By Hooper, Julie
English Drama Media , No. 13
Progressive teachers of English in the USA who have been the main driving force behind the use of Hip Hop styled creative writing programmes in urban communities are eagerly anticipating a new wave of teenage interest in Hip Hop lyrics.
The Hip Hop President
'Barack Obama is the 'Hip Hop president' to many young African Americans', says renowned historian, Glenn Gamboa. Obama, who claims to have Hip Hop giants Jay Z and Kanye West on his iPod, hopes to be able to inspire young wannabe Hip Hop artists to attempt themes they have never tackled before. In a recent interview he commented, "What I'm starting to see is [for rappers] to stretch out more to think about social responsibility and how they could impact the culture in a positive way and I hope that continues."
Although Obama's presidency has not yet led to a major hip hop album, the campaign inspired numerous mixtapes and gatherings of high profile rappers, including DJ Green Lantern's 'Yes We Can' compilation of artists from Akon to Jay Z. Global icons such as Nas, Jay Z and Kanye West are working on new albums that are likely to at least have some focus upon the new administration, the recession, the environment and the global political scene.
Learning and Motivation
Over the years a number of teachers in England and Wales have also been keen to celebrate the verbal gymnastics, poetic style and the more positive aspects of Hip Hop in their English classrooms, including a group at the Sheffield College, where English teachers receive students into their GCSE English classes who have failed to get the grade they need at school. They are often less than enthusiastic about the subject, and poetry in particular seems to turn them off. Inspired by a young English teacher who believed that his interest in English Literature was influenced by the years he spent as a teenager listening to Hip Hop, a small English team got together to explore the use of Hip Hop lyrics to teach poetic style and figurative language.
We were quickly convinced that students are able to grasp the linguistic features--for instance the use of imagery, assonance and alliteration, and rhythmic and rhyme patterns--that used to bemuse or bore them in canonical poetry if they are applied first to Hip Hop lyrics. So we put together a short course called ' Rap and Poetry', designed to introduce poetry.
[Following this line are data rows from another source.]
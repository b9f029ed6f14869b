use anstyle::{AnsiColor, Color, Style};

fn bold(color: AnsiColor) -> Style {
    Style::new()
        .bold()
        .fg_color(Some(Color::Ansi(color)))
}

pub fn styles() -> clap::builder::Styles {
    clap::builder::Styles::styled()
        .usage(bold(AnsiColor::Green))
        .header(bold(AnsiColor::Green))
        .literal(bold(AnsiColor::Cyan))
        .invalid(bold(AnsiColor::Red))
        .error(bold(AnsiColor::Red))
        .valid(bold(AnsiColor::Green))
        .placeholder(Style::new().fg_color(Some(Color::Ansi(AnsiColor::Cyan))))
}

/// Prefix style for console reports
pub fn label(color: AnsiColor) -> Style {
    bold(color)
}

/// Right-aligned green label followed by the message, cargo style
#[macro_export]
macro_rules! success_ok {
    ($label:expr, $message:expr) => {
        println!(
            "{}{:>12}{} {}",
            $crate::style::label($crate::anstyle::AnsiColor::Green),
            $label,
            $crate::anstyle::Reset.render(),
            $message
        )
    };
    ($label:expr, $message:expr, $($arg:tt)*) => {
        $crate::success_ok!($label, format!($message, $($arg)*))
    };
}

#[macro_export]
macro_rules! success_err {
    ($message:expr) => {
        eprintln!(
            "{}error:{} {}",
            $crate::style::label($crate::anstyle::AnsiColor::Red),
            $crate::anstyle::Reset.render(),
            $message
        )
    };
    ($message:expr, $($arg:tt)*) => {
        $crate::success_err!(format!($message, $($arg)*))
    };
}

#[macro_export]
macro_rules! success_warn {
    ($message:expr) => {
        eprintln!(
            "{}warning:{} {}",
            $crate::style::label($crate::anstyle::AnsiColor::Yellow),
            $crate::anstyle::Reset.render(),
            $message
        )
    };
    ($message:expr, $($arg:tt)*) => {
        $crate::success_warn!(format!($message, $($arg)*))
    };
}


#[cfg(test)]
mod tests {
    use super::*;

    #[test]
    fn labels_are_bold_and_colored() {
        let style = label(AnsiColor::Green);
        assert!(style.get_effects().contains(anstyle::Effects::BOLD));
        assert_eq!(style.get_fg_color(), Some(Color::Ansi(AnsiColor::Green)));
    }

    #[test]
    fn macros_expand_through_crate_reexport() {
        crate::success_ok!("Allocated", "tun0");
        crate::success_ok!("Allocated", "{} on fd {}", "tun0", 3);
        crate::success_err!("no such device");
        crate::success_err!("failed: {}", "busy");
        crate::success_warn!("ignoring {}", "vpn0");
    }
}
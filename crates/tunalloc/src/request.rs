use std::fmt;
use std::os::fd::{AsFd, AsRawFd, BorrowedFd, IntoRawFd, OwnedFd, RawFd};

/// Longest interface name either kernel accepts, terminator included.
pub const MAX_NAME_LEN: usize = 16;


/// What the caller asks for: a name hint and how many bytes of the
/// resulting name it is prepared to receive.
#[derive(Debug, Clone, PartialEq, Eq)]
pub struct InterfaceRequest {
    name: Vec<u8>,
    capacity: usize,
}

impl InterfaceRequest {
    pub fn new(name: impl AsRef<[u8]>, capacity: usize) -> Self {
        Self {
            name: until_nul(name.as_ref()).to_vec(),
            capacity,
        }
    }

    pub fn any(capacity: usize) -> Self {
        Self::new(b"", capacity)
    }

    pub fn name(&self) -> &[u8] {
        &self.name
    }

    pub fn capacity(&self) -> usize {
        self.capacity
    }

    // bytes of the name that can travel through the kernel and back
    pub fn effective_len(&self) -> usize {
        self.capacity.min(MAX_NAME_LEN)
    }
}

impl Default for InterfaceRequest {
    fn default() -> Self {
        Self::any(MAX_NAME_LEN)
    }
}


/// A live TUN interface.
///
/// The interface exists as long as the descriptor is open: dropping the
/// allocation (or the descriptor taken out of it) destroys it.
#[derive(Debug)]
pub struct Allocation {
    fd: OwnedFd,
    name: Vec<u8>,
    requested: Vec<u8>,
}

impl Allocation {
    pub(crate) fn new(fd: OwnedFd, name: Vec<u8>, request: &InterfaceRequest) -> Self {
        debug_assert!(name.len() <= request.effective_len());
        Self {
            fd,
            name,
            requested: request.name().to_vec(),
        }
    }

    pub fn name(&self) -> &[u8] {
        &self.name
    }

    pub fn name_lossy(&self) -> String {
        String::from_utf8_lossy(&self.name).into_owned()
    }

    pub fn requested(&self) -> &[u8] {
        &self.requested
    }

    pub fn into_fd(self) -> OwnedFd {
        self.fd
    }

    pub fn into_parts(self) -> (OwnedFd, Vec<u8>) {
        (self.fd, self.name)
    }
}

impl AsFd for Allocation {
    fn as_fd(&self) -> BorrowedFd<'_> {
        self.fd.as_fd()
    }
}

impl AsRawFd for Allocation {
    fn as_raw_fd(&self) -> RawFd {
        self.fd.as_raw_fd()
    }
}

impl IntoRawFd for Allocation {
    fn into_raw_fd(self) -> RawFd {
        self.fd.into_raw_fd()
    }
}

impl fmt::Display for Allocation {
    fn fmt(&self, f: &mut fmt::Formatter<'_>) -> fmt::Result {
        let requested = if self.requested.is_empty() {
            "<any>".into()
        } else {
            String::from_utf8_lossy(&self.requested)
        };
        write!(
            f,
            "{} (fd {}, requested {})",
            String::from_utf8_lossy(&self.name),
            self.fd.as_raw_fd(),
            requested
        )
    }
}


pub(crate) fn until_nul(bytes: &[u8]) -> &[u8] {
    match bytes.iter().position(|b| *b == 0) {
        Some(end) => &bytes[..end],
        None => bytes,
    }
}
Hip Hop is a global cultural phenomenon, and many young people grow up understanding a good deal about the themes and style of the genre. How context, purpose and audience inform language and syntax makes sense to them in the context of Hip Hop. Cross-cultural comparison can also be made between Hip Hop compositions and canonical texts--and these are the aspects of the Rap and Poetry course that this article will mainly focus upon.
Heaney and Eminem
The course begins with the study of a newspaper interview with poet Seamus Heaney who extols the verbal skills of rap artiste, Eminem. When asked if there was an artiste today who informed young people's thinking about lyrics in the way that Bob Dylan and John Lennon did in the sixties and seventies Heaney answered:
There is this guy Eminem. He has created a sense of what is possible. He has sent a voltage around a generation. He has done this not just through his subversive attitude but also his verbal energy.
We focus on the language Heaney uses to describe Eminem, then introduce the work of black American rapper, Nas. A composition by Nas, called 'Fetus' (sic) introduces our Rap & Poetry topic theme of Birth and Parenthood. In his 'Fetus' lyrics, Nas imagines himself in the womb, communicating through the viewpoint of the soon-to-be-born baby. Two hundred years before, William Blake did something very similar in his poem 'Infant Sorrow' from Songs of Innocence and Experience. …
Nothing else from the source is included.